Но если начало не есть конец, если мы мыслим любое рождение как смерть, а смерть как рождение без «истины», то почему имеет место двойное небытие? Небытие как рождение и небытие как смерть?
Это загадка, а загадка начала показывает, что ИМЕЕТСЯ общее с тем, что не имеет ничего общего. Рождение, каковое не только является меланхолией, но и бесконечно мучительнее смерти. Так, в «Стихотворениях Самюэля Вуда»:
Скажи себе: в том и другом конце земного пути
Нас терзает лютая боль, боль рожденья,
Она никогда не стихает, в отличье от страха смерти.
Скажи себе: мы никогда не перестанем рождаться,
А мертвые, наоборот, перестают умирать.
«Скажи себе». Тут, стало быть, рассказ, который я веду себе – или полагаю, что веду – сам, тогда как рассказывают его другие (но кто ведет сей рассказ, если я – брошенный ребенок? А по Фрейду, я думаю, что остаюсь таковым). Эта утрата, приходящая ко мне из упраздняющего непосредственность рассказа, есть первая мука (если допустить, что оные поддаются счету). Но другой (хотя и все той же) мукой является «Отчизна вне бытия, откуда я вырван был без вины» («Морские мегеры»). И еще одна (но не все ли та же?):
Скажи себе: мы никогда не перестанем рождаться,
А мертвые, наоборот, перестают умирать.
(«Стихотворения Самюэля Вуда»)
Итак, потребность в начале, являющая собой величайшую муку, покуда она остается всего лишь неким «быть может» (неоспоримая, однако же, иллюзия), коей, так и не начавшей быть или не в состоянии с «быть» покончить, угрожает уничтожение, совсем не похожа на смерть-исправительницу, уповать на которую предлагает нам Гегель.
Потребность, загадка.
Ребенок, оторванный от матери (от непосредственного, как он верил, единения), каковая в конце концов исторгает его слишком рано (но если он недостаточно велик, чтобы существовать в мире, то для непосредственно материнского, для «родины», он велик чрезмерно)7, ребенок символизирует начало в промежуточности. Он преодолел загадку вот-бытия, вживую представив другим ошеломляющее присутствие, но этой живостью ЗАГЛАЖИВАЯ его разочарованиями, тщетными вопросами, одновременно обретенным и утраченным молчанием. Он В ДОЛГУ перед началом (говорит Лиотар) и если не может с этим долгом расквитаться (ибо не может удовольствоваться ролью наследника, будь то даже сына «царя»), то не может, стало быть, прекратить рождаться, ПРИГОВОРЕН к рождению.
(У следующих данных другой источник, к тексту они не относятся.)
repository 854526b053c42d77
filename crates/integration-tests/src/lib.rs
//! Integration test helpers for slack-clean.
//!
//! The router is driven in-process with `tower::ServiceExt::oneshot`; Slack's
//! `response_url` endpoint and the Web API are simulated with `wiremock`.
//!
//! # Running Tests
//!
//! ```bash
//! cargo test -p slack-clean-integration-tests
//! ```

use std::sync::Arc;
use std::sync::atomic::{AtomicUsize, Ordering};

use async_trait::async_trait;
use axum::body::{Body, to_bytes};
use axum::http::{Request, Response};
use secrecy::SecretString;
use slack_clean_core::AckMode;
use slack_clean_server::services::{TextTransformer, TransformError};
use slack_clean_server::slack::{
    ResponseRelay, SIGNATURE_HEADER, SignatureVerifier, SigningKey, TIMESTAMP_HEADER,
};
use slack_clean_server::state::AppState;

/// Signing secret shared by the test app and the request builder.
pub const SIGNING_SECRET: &str = "8f14e45fceea167a5a36dedd4bea2543";

/// Route the test app mounts the slash command at.
pub const COMMAND_PATH: &str = "/slack/clean";

/// Transformer returning a fixed result and counting calls.
pub struct StubTransformer {
    calls: AtomicUsize,
    result: Result<String, TransformError>,
}

impl StubTransformer {
    /// Always succeed with `text`.
    #[must_use]
    pub fn ok(text: &str) -> Arc<Self> {
        Arc::new(Self {
            calls: AtomicUsize::new(0),
            result: Ok(text.to_string()),
        })
    }

    /// Always fail with `error`.
    #[must_use]
    pub fn failing(error: TransformError) -> Arc<Self> {
        Arc::new(Self {
            calls: AtomicUsize::new(0),
            result: Err(error),
        })
    }

    /// Number of `transform` calls so far.
    #[must_use]
    pub fn calls(&self) -> usize {
        self.calls.load(Ordering::SeqCst)
    }
}

#[async_trait]
impl TextTransformer for StubTransformer {
    async fn transform(&self, _text: &str) -> Result<String, TransformError> {
        self.calls.fetch_add(1, Ordering::SeqCst);
        self.result.clone()
    }
}

/// Transformer that upper-cases its input.
pub struct UppercaseTransformer;

#[async_trait]
impl TextTransformer for UppercaseTransformer {
    async fn transform(&self, text: &str) -> Result<String, TransformError> {
        Ok(text.to_uppercase())
    }
}

/// Signing key for [`SIGNING_SECRET`].
///
/// # Panics
///
/// Never; the secret is non-empty.
#[must_use]
pub fn signing_key() -> SigningKey {
    SigningKey::new(&SecretString::from(SIGNING_SECRET)).expect("valid signing key")
}

/// Build app state with the test signing key.
#[must_use]
pub fn test_state(mode: AckMode, transformer: Arc<dyn TextTransformer>) -> AppState {
    state_with_verifier(
        SignatureVerifier::new(Some(signing_key())),
        mode,
        transformer,
    )
}

/// Build app state with an explicit verifier.
///
/// # Panics
///
/// Panics if the relay HTTP client cannot be built.
#[must_use]
pub fn state_with_verifier(
    verifier: SignatureVerifier,
    mode: AckMode,
    transformer: Arc<dyn TextTransformer>,
) -> AppState {
    AppState::from_parts(
        verifier,
        mode,
        ResponseRelay::new().expect("relay client"),
        transformer,
        COMMAND_PATH.to_string(),
    )
}

/// Current unix time in seconds.
#[must_use]
pub fn now() -> i64 {
    chrono::Utc::now().timestamp()
}

/// Form-encode a slash-command body.
#[must_use]
pub fn form_body(text: &str, response_url: Option<&str>) -> String {
    let mut serializer = url::form_urlencoded::Serializer::new(String::new());
    serializer
        .append_pair("token", "legacy-verification-token")
        .append_pair("command", "/clean")
        .append_pair("text", text);
    if let Some(url) = response_url {
        serializer.append_pair("response_url", url);
    }
    serializer.finish()
}

/// A POST to the command path signed at `timestamp`.
///
/// # Panics
///
/// Panics if the request cannot be built.
#[must_use]
pub fn signed_request(body: &str, timestamp: i64) -> Request<Body> {
    let ts = timestamp.to_string();
    let signature = signing_key().sign(&ts, body.as_bytes());

    Request::post(COMMAND_PATH)
        .header("content-type", "application/x-www-form-urlencoded")
        .header(TIMESTAMP_HEADER, ts)
        .header(SIGNATURE_HEADER, signature)
        .body(Body::from(body.to_owned()))
        .expect("request")
}

/// Collect a response body as text.
///
/// # Panics
///
/// Panics if the body cannot be read or is not UTF-8.
pub async fn body_text(response: Response<Body>) -> String {
    let bytes = to_bytes(response.into_body(), usize::MAX)
        .await
        .expect("body");
    String::from_utf8(bytes.to_vec()).expect("utf8 body")
}
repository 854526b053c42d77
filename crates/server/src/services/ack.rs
//! Slash command acknowledgment.
//!
//! Slack expects an answer within three seconds. The dispatcher answers
//! according to the configured [`AckMode`] and hands the slow work
//! (transformation and relay) to a detached background task that the
//! handler never awaits.

use axum::Json;
use axum::response::{IntoResponse, Response};
use slack_clean_core::{AckMode, PLACEHOLDER_TEXT, SlashCommandPayload};
use tracing::{info, instrument, warn};

use super::background::BackgroundTasks;
use super::deferred::DeferredProcessor;
use crate::slack::{DeliveryMode, ResponseMessage, ResponseRelay};

/// Sends the synchronous acknowledgment and schedules the deferred pipeline.
#[derive(Debug, Clone)]
pub struct AckDispatcher {
    mode: AckMode,
    relay: ResponseRelay,
    processor: DeferredProcessor,
    tasks: BackgroundTasks,
}

impl AckDispatcher {
    /// Create a dispatcher.
    #[must_use]
    pub const fn new(
        mode: AckMode,
        relay: ResponseRelay,
        processor: DeferredProcessor,
        tasks: BackgroundTasks,
    ) -> Self {
        Self {
            mode,
            relay,
            processor,
            tasks,
        }
    }

    /// Acknowledge `payload` and spawn its deferred pipeline.
    ///
    /// In replace mode the placeholder is posted before returning. If it is
    /// not accepted there is nothing to replace, so the result is sent as a
    /// fresh message instead.
    #[instrument(skip_all, fields(mode = %self.mode, text_len = payload.text.len()))]
    pub async fn dispatch(&self, payload: SlashCommandPayload) -> Response {
        let delivery = if self.mode.replaces_placeholder()
            && self.relay.post_placeholder(&payload.response_url).await
        {
            DeliveryMode::ReplacePlaceholder
        } else {
            DeliveryMode::Send
        };

        self.spawn_pipeline(payload, delivery);

        match self.mode {
            AckMode::InlineJson => Json(ResponseMessage::ephemeral(PLACEHOLDER_TEXT)).into_response(),
            AckMode::Empty | AckMode::EphemeralThenReplace => ().into_response(),
        }
    }

    fn spawn_pipeline(&self, payload: SlashCommandPayload, delivery: DeliveryMode) {
        let processor = self.processor.clone();
        let relay = self.relay.clone();

        self.tasks.spawn("slash_command", async move {
            let result = processor.process(&payload.text).await;
            let outcome = relay
                .deliver(&payload.response_url, &result.text, delivery)
                .await;

            if result.is_failure() {
                warn!(
                    source = ?result.source,
                    state = ?outcome.state(),
                    attempts = outcome.attempts(),
                    "Slash command finished with a transformation error"
                );
            } else {
                info!(
                    source = ?result.source,
                    state = ?outcome.state(),
                    attempts = outcome.attempts(),
                    "Slash command finished"
                );
            }
        });
    }
}
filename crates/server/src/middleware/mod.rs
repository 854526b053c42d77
//! HTTP middleware.

pub mod request_id;

pub use request_id::{REQUEST_ID_HEADER, request_id_middleware};
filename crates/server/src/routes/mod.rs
//! HTTP route handlers.
//!
//! # Route Structure
//!
//! ```text
//! GET  /health                 - Health check
//! POST <SLACK_COMMAND_PATH>    - Slash command (default /slack/clean)
//! *                            - 404 Not Found
//! ```

pub mod slack;

use axum::{Router, http::Uri, routing::get};

use crate::error::AppError;
use crate::state::AppState;

/// Build the router for the given slash-command path.
pub fn routes(command_path: &str) -> Router<AppState> {
    Router::new()
        .route("/health", get(health))
        .merge(slack::router(command_path))
        .fallback(not_found)
}

/// Liveness health check endpoint.
///
/// Returns "ok" if the server is running. Does not check dependencies.
async fn health() -> &'static str {
    "ok"
}

async fn not_found(uri: Uri) -> AppError {
    AppError::NotFound(uri.path().to_string())
}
Тем не менее он представляется «возвышенным даром», «возвышенным приношением»8, но для ДРУГОГО, не для себя, если только его вдруг не пронзит загадка начала – словно молния, ужас ослепления которой ему уже не забыть.
Тот, кого называли непреклонным подростком.
«Непреклонный» сам по себе или потому, что его так называли? И «непреклонный» (для называвших) – не то порицание, не то похвала. И он уже для себя не сама непреклонность, если непреклонен только в отношении тех, кто его так называет.